With the exception of Jasprit Bumrah and a few others in the past, Indian fast bowlers have tended to take a lot longer to evolve than Indian batsmen. This could be down to the workload and intensity at the highest level (batsmen don't feel that stress), or the lack of guidance, or perhaps both.
Shami's career has seen a few ups and downs but now it seems like he has found his groove. Earlier he lacked the consistency of maintaining one line for extended periods of time, but in 2018 we saw him bowl long spells with the same discipline. Perhaps it has something to do with his non-bowling arm, for whenever it comes down a little sooner than it should, you tend to lose your rhythm.
The biggest criticism directed against Shami was that he would bowl one on the pads after stitching three or four good balls together, allowing runs to be scored and the pressure on the batsmen to be released. Taking a wicket at the highest level is seldom only about the ball that dismissed the batsman; it is also about the balls that preceded the wicket-taking delivery. You need to keep asking probing questions ball after ball for the batsman to eventually commit a mistake. That's why they say that wicket-taking is an art slightly different from bowling well, and it needs to be learned.
When I played for India, I had very little idea about the formula for scoring runs. Though I had scored thousands of first-class runs before I was picked, I hadn't cracked the run-scoring code. This happens to almost every cricketer when he reaches the top.
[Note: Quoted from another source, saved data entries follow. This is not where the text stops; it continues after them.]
//! Configuration types for the conversion client and the PDF engine.
//!
//! Network behaviour is controlled through [`ClientConfig`], built via its
//! [`ClientConfigBuilder`]. The pdfium binding is configured separately via
//! [`EngineConfig`] because it is a one-time, process-wide step that happens
//! before the first document is opened.

use crate::error::ConvertorError;
use serde::{Deserialize, Serialize};
use std::fmt;
use std::path::PathBuf;
use std::str::FromStr;
use std::time::Duration;

/// Default base URL of the conversion service.
pub const DEFAULT_ENDPOINT: &str = "http://localhost:5000";

/// Configuration for talking to the conversion service.
///
/// Built via [`ClientConfig::builder()`] or using [`ClientConfig::default()`].
///
/// # Example
/// ```rust
/// use pdf_convertor::ClientConfig;
///
/// let config = ClientConfig::builder()
///     .endpoint("https://convert.example.com")
///     .timeout_secs(90)
///     .build()
///     .unwrap();
/// assert_eq!(config.convert_url(), "https://convert.example.com/convert");
/// ```
#[derive(Debug, Clone, Serialize, Deserialize)]
pub struct ClientConfig {
    /// Base URL of the conversion service, without a trailing slash.
    /// Default: [`DEFAULT_ENDPOINT`].
    pub endpoint: String,

    /// Wall-clock budget for one conversion request in seconds. Default: 60.
    ///
    /// When it elapses the in-flight request is dropped, which closes the
    /// connection, and the attempt resolves to a timeout error.
    pub timeout_secs: u64,

    /// Budget for fetching the output preview or downloading the artifact.
    /// Default: 30.
    pub preview_timeout_secs: u64,

    /// Upload limit enforced by the service, in megabytes. Default: 16.
    ///
    /// Only used to word the size-limit message; the service is the one
    /// that enforces it.
    pub max_upload_mb: u64,

    /// Horizontal padding subtracted from the container before computing
    /// fit-to-width, in pixels. Default: 40.
    pub fit_padding: f32,

    /// User-Agent header sent with every request.
    pub user_agent: String,
}

impl Default for ClientConfig {
    fn default() -> Self {
        Self {
            endpoint: DEFAULT_ENDPOINT.to_string(),
            timeout_secs: 60,
            preview_timeout_secs: 30,
            max_upload_mb: 16,
            fit_padding: 40.0,
            user_agent: concat!("pdf-convertor/", env!("CARGO_PKG_VERSION")).to_string(),
        }
    }
}

impl ClientConfig {
    /// Create a new builder for `ClientConfig`.
    pub fn builder() -> ClientConfigBuilder {
        ClientConfigBuilder {
            config: Self::default(),
        }
    }

    /// Full URL of the conversion endpoint.
    pub fn convert_url(&self) -> String {
        format!("{}/convert", self.endpoint)
    }

    pub fn timeout(&self) -> Duration {
        Duration::from_secs(self.timeout_secs)
    }

    pub fn preview_timeout(&self) -> Duration {
        Duration::from_secs(self.preview_timeout_secs)
    }

    /// Resolve a URL returned by the service against the endpoint.
    ///
    /// Absolute URLs are returned unchanged; paths such as `/download/x.docx`
    /// are joined onto the endpoint.
    pub fn resolve_url(&self, url: &str) -> String {
        if url.starts_with("http://") || url.starts_with("https://") {
            url.to_string()
        } else if url.starts_with('/') {
            format!("{}{}", self.endpoint, url)
        } else {
            format!("{}/{}", self.endpoint, url)
        }
    }
}

/// Builder for [`ClientConfig`].
#[derive(Debug)]
pub struct ClientConfigBuilder {
    config: ClientConfig,
}

impl ClientConfigBuilder {
    pub fn endpoint(mut self, url: impl Into<String>) -> Self {
        self.config.endpoint = url.into().trim_end_matches('/').to_string();
        self
    }

    pub fn timeout_secs(mut self, secs: u64) -> Self {
        self.config.timeout_secs = secs.max(1);
        self
    }

    pub fn preview_timeout_secs(mut self, secs: u64) -> Self {
        self.config.preview_timeout_secs = secs.max(1);
        self
    }

    pub fn max_upload_mb(mut self, mb: u64) -> Self {
        self.config.max_upload_mb = mb;
        self
    }

    pub fn fit_padding(mut self, px: f32) -> Self {
        self.config.fit_padding = px.max(0.0);
        self
    }

    pub fn user_agent(mut self, ua: impl Into<String>) -> Self {
        self.config.user_agent = ua.into();
        self
    }

    /// Build the configuration, validating constraints.
    pub fn build(self) -> Result<ClientConfig, ConvertorError> {
        let c = &self.config;
        if !(c.endpoint.starts_with("http://") || c.endpoint.starts_with("https://")) {
            return Err(ConvertorError::InvalidConfig(format!(
                "endpoint must be an HTTP/HTTPS URL, got '{}'",
                c.endpoint
            )));
        }
        if c.max_upload_mb == 0 {
            return Err(ConvertorError::InvalidConfig(
                "max_upload_mb must be ≥ 1".into(),
            ));
        }
        Ok(self.config)
    }
}

/// How to locate the pdfium shared library.
#[derive(Debug, Clone, Default, Serialize, Deserialize)]
pub struct EngineConfig {
    /// Path to the pdfium library file, or to a directory containing it.
    /// `None` binds to the system library.
    pub library_path: Option<PathBuf>,
}

impl EngineConfig {
    /// Read `PDFIUM_LIB_PATH` if set.
    pub fn from_env() -> Self {
        Self {
            library_path: std::env::var_os("PDFIUM_LIB_PATH").map(PathBuf::from),
        }
    }
}

// ── Enums ────────────────────────────────────────────────────────────────

/// Output format requested from the conversion service.
#[derive(Debug, Clone, Copy, PartialEq, Eq, Hash, Serialize, Deserialize)]
#[serde(rename_all = "lowercase")]
pub enum TargetFormat {
    /// Word document, keeps text formatting.
    Docx,
    /// Tables only, as comma-separated values.
    Csv,
    /// Tables only, as an Excel workbook.
    Xlsx,
}

impl TargetFormat {
    pub const ALL: [TargetFormat; 3] = [TargetFormat::Docx, TargetFormat::Csv, TargetFormat::Xlsx];

    /// Identifier sent in the multipart `format` field.
    pub fn as_str(&self) -> &'static str {
        match self {
            TargetFormat::Docx => "docx",
            TargetFormat::Csv => "csv",
            TargetFormat::Xlsx => "xlsx",
        }
    }

    pub fn info(&self) -> FormatInfo {
        match self {
            TargetFormat::Docx => FormatInfo {
                label: "DOCX",
                name: "Word Document",
                description: "Best for text documents with formatting",
            },
            TargetFormat::Csv => FormatInfo {
                label: "CSV",
                name: "CSV Spreadsheet",
                description: "Simple tabular data format",
            },
            TargetFormat::Xlsx => FormatInfo {
                label: "XLSX",
                name: "Excel Spreadsheet",
                description: "Excel spreadsheet with multiple sheets",
            },
        }
    }
}

impl fmt::Display for TargetFormat {
    fn fmt(&self, f: &mut fmt::Formatter<'_>) -> fmt::Result {
        f.write_str(self.as_str())
    }
}

impl FromStr for TargetFormat {
    type Err = ConvertorError;

    fn from_str(s: &str) -> Result<Self, Self::Err> {
        match s.trim().to_ascii_lowercase().as_str() {
            "docx" => Ok(TargetFormat::Docx),
            "csv" => Ok(TargetFormat::Csv),
            "xlsx" => Ok(TargetFormat::Xlsx),
            other => Err(ConvertorError::InvalidConfig(format!(
                "unknown format '{other}' (expected docx, csv or xlsx)"
            ))),
        }
    }
}

/// Display metadata for an output format.
#[derive(Debug, Clone, Copy, PartialEq, Eq)]
pub struct FormatInfo {
    pub label: &'static str,
    pub name: &'static str,
    pub description: &'static str,
}

impl FormatInfo {
    /// Used when the service reports a format this client does not know.
    pub const FALLBACK: FormatInfo = FormatInfo {
        label: "DOCUMENT",
        name: "Document",
        description: "Converted document",
    };

    /// Look up display metadata for a format string as reported by the service.
    pub fn for_format(format: &str) -> FormatInfo {
        format
            .parse::<TargetFormat>()
            .map(|f| f.info())
            .unwrap_or(Self::FALLBACK)
    }
}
It can also happen to seasoned international cricketers when they switch formats. Rohit Sharma is a classic example of a batsman who has mastered white-ball cricket but still struggles to understand the rhythm of building an innings in Test cricket.
Bowlers can also take time to understand their game inside-out and to learn the craft of taking wickets. There's a subtle difference between knowing the game and knowing your own game, and it looks like that switch has flipped for Shami. He is no longer producing performances only on the back of his talent, he has started displaying a deeper understanding of the craft of fast bowling. Hopefully, he stays fit and realises the potential everyone saw when he first steamed in from the Pavilion End in his debut Test at Eden Gardens.